* [Work item] Which lines below hold the word "info"? Report each one.

* [The records]
□ □ □
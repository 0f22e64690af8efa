use std::sync::Arc;

use tracing::{info, warn};

use crate::error::{ChannelError, ChannelResult, StoreError};
use crate::models::{ChannelBinding, SENTINEL_USER_ID};

use super::store::ChannelStore;

#[derive(Debug, Clone, Copy, PartialEq, Eq)]
pub enum InitOutcome {
    /// First binding for the guild.
    Created,
    /// Permission id unchanged, nothing written.
    Unchanged,
    /// Only the sentinel was (re)written.
    SentinelUpdated,
    /// Permission id changed, every binding rewritten.
    Rewritten { bindings: usize },
}

pub struct ServerChannels {
    store: Arc<dyn ChannelStore>,
}

impl ServerChannels {
    pub fn new(store: Arc<dyn ChannelStore>) -> Self {
        Self { store }
    }

    fn backend(guild_id: &str, op: &'static str, source: StoreError) -> ChannelError {
        warn!(guild = guild_id, op, error = %source, "channel store call failed");
        ChannelError::Backend {
            guild_id: guild_id.to_string(),
            op,
            source,
        }
    }

    async fn bindings(&self, guild_id: &str) -> ChannelResult<Vec<ChannelBinding>> {
        self.store
            .select_bindings(guild_id)
            .await
            .map_err(|e| Self::backend(guild_id, "select_bindings", e))
    }

    async fn write(&self, binding: &ChannelBinding) -> ChannelResult<()> {
        self.store
            .upsert_binding(binding)
            .await
            .map_err(|e| Self::backend(&binding.guild_id, "upsert_binding", e))
    }

    /// Records the guild's permission id and end-of-day channel.
    ///
    /// A changed permission id is applied to every binding of the guild, not
    /// just the sentinel.
    pub async fn initialise_server(
        &self,
        guild_id: &str,
        permission_id: &str,
        eod_channel_id: &str,
    ) -> ChannelResult<InitOutcome> {
        let bindings = self.bindings(guild_id).await?;

        if bindings.is_empty() {
            self.write(&ChannelBinding::sentinel(guild_id, permission_id, eod_channel_id))
                .await?;
            info!(guild = guild_id, "server initialised");
            return Ok(InitOutcome::Created);
        }

        if bindings.iter().any(|b| b.permissions_id != permission_id) {
            let mut rewritten = 0;
            let mut saw_sentinel = false;

            for mut binding in bindings {
                saw_sentinel |= binding.is_sentinel();
                binding.permissions_id = permission_id.to_string();
                binding.eod_channel_id = eod_channel_id.to_string();
                self.write(&binding).await?;
                rewritten += 1;
            }
            if !saw_sentinel {
                self.write(&ChannelBinding::sentinel(guild_id, permission_id, eod_channel_id))
                    .await?;
                rewritten += 1;
            }

            info!(guild = guild_id, rewritten, "permission id changed, bindings rewritten");
            return Ok(InitOutcome::Rewritten {
                bindings: rewritten,
            });
        }

        let sentinel_current = bindings
            .iter()
            .any(|b| b.is_sentinel() && b.eod_channel_id == eod_channel_id);
        if sentinel_current {
            return Ok(InitOutcome::Unchanged);
        }

        self.write(&ChannelBinding::sentinel(guild_id, permission_id, eod_channel_id))
            .await?;
        Ok(InitOutcome::SentinelUpdated)
    }

    async fn sentinel(&self, guild_id: &str) -> ChannelResult<ChannelBinding> {
        match self.store.select_binding(guild_id, SENTINEL_USER_ID).await {
            Ok(binding) => Ok(binding),
            Err(StoreError::NotFound) => Err(ChannelError::NotConfigured {
                guild_id: guild_id.to_string(),
            }),
            Err(e) => Err(Self::backend(guild_id, "select_binding", e)),
        }
    }

    pub async fn server_permission(&self, guild_id: &str) -> ChannelResult<String> {
        Ok(self.sentinel(guild_id).await?.permissions_id)
    }

    pub async fn eod_channel(&self, guild_id: &str) -> ChannelResult<String> {
        Ok(self.sentinel(guild_id).await?.eod_channel_id)
    }

    // ---------------- Alerters ----------------

    /// Binds a user's alerts to a channel, inheriting the guild-wide settings.
    pub async fn create_alerter(
        &self,
        guild_id: &str,
        channel_id: &str,
        user_id: &str,
        role_id: &str,
    ) -> ChannelResult<ChannelBinding> {
        let mut binding = ChannelBinding::new(guild_id, user_id, role_id, channel_id);

        match self.sentinel(guild_id).await {
            Ok(sentinel) => {
                binding.permissions_id = sentinel.permissions_id;
                binding.eod_channel_id = sentinel.eod_channel_id;
            }
            Err(ChannelError::NotConfigured { .. }) => {}
            Err(e) => return Err(e),
        }

        self.write(&binding).await?;
        Ok(binding)
    }

    pub async fn remove_alerter(&self, guild_id: &str, user_id: &str) -> ChannelResult<()> {
        let deleted = self
            .store
            .delete_binding(guild_id, user_id)
            .await
            .map_err(|e| Self::backend(guild_id, "delete_binding", e))?;

        if deleted == 0 {
            return Err(ChannelError::NotFound {
                guild_id: guild_id.to_string(),
                user_id: user_id.to_string(),
            });
        }
        Ok(())
    }

    pub async fn get_alerter(&self, guild_id: &str, user_id: &str) -> ChannelResult<ChannelBinding> {
        match self.store.select_binding(guild_id, user_id).await {
            Ok(binding) => Ok(binding),
            Err(StoreError::NotFound) => Err(ChannelError::NotFound {
                guild_id: guild_id.to_string(),
                user_id: user_id.to_string(),
            }),
            Err(e) => Err(Self::backend(guild_id, "select_binding", e)),
        }
    }

    /// Every binding except the sentinel.
    pub async fn alerters(&self, guild_id: &str) -> ChannelResult<Vec<ChannelBinding>> {
        let mut bindings = self.bindings(guild_id).await?;
        bindings.retain(|b| !b.is_sentinel());
        Ok(bindings)
    }
}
□ □ □
* [Expected output]
use tracing::{info, warn};
            info!(guild = guild_id, "server initialised");
            info!(guild = guild_id, rewritten, "permission id changed, bindings rewritten");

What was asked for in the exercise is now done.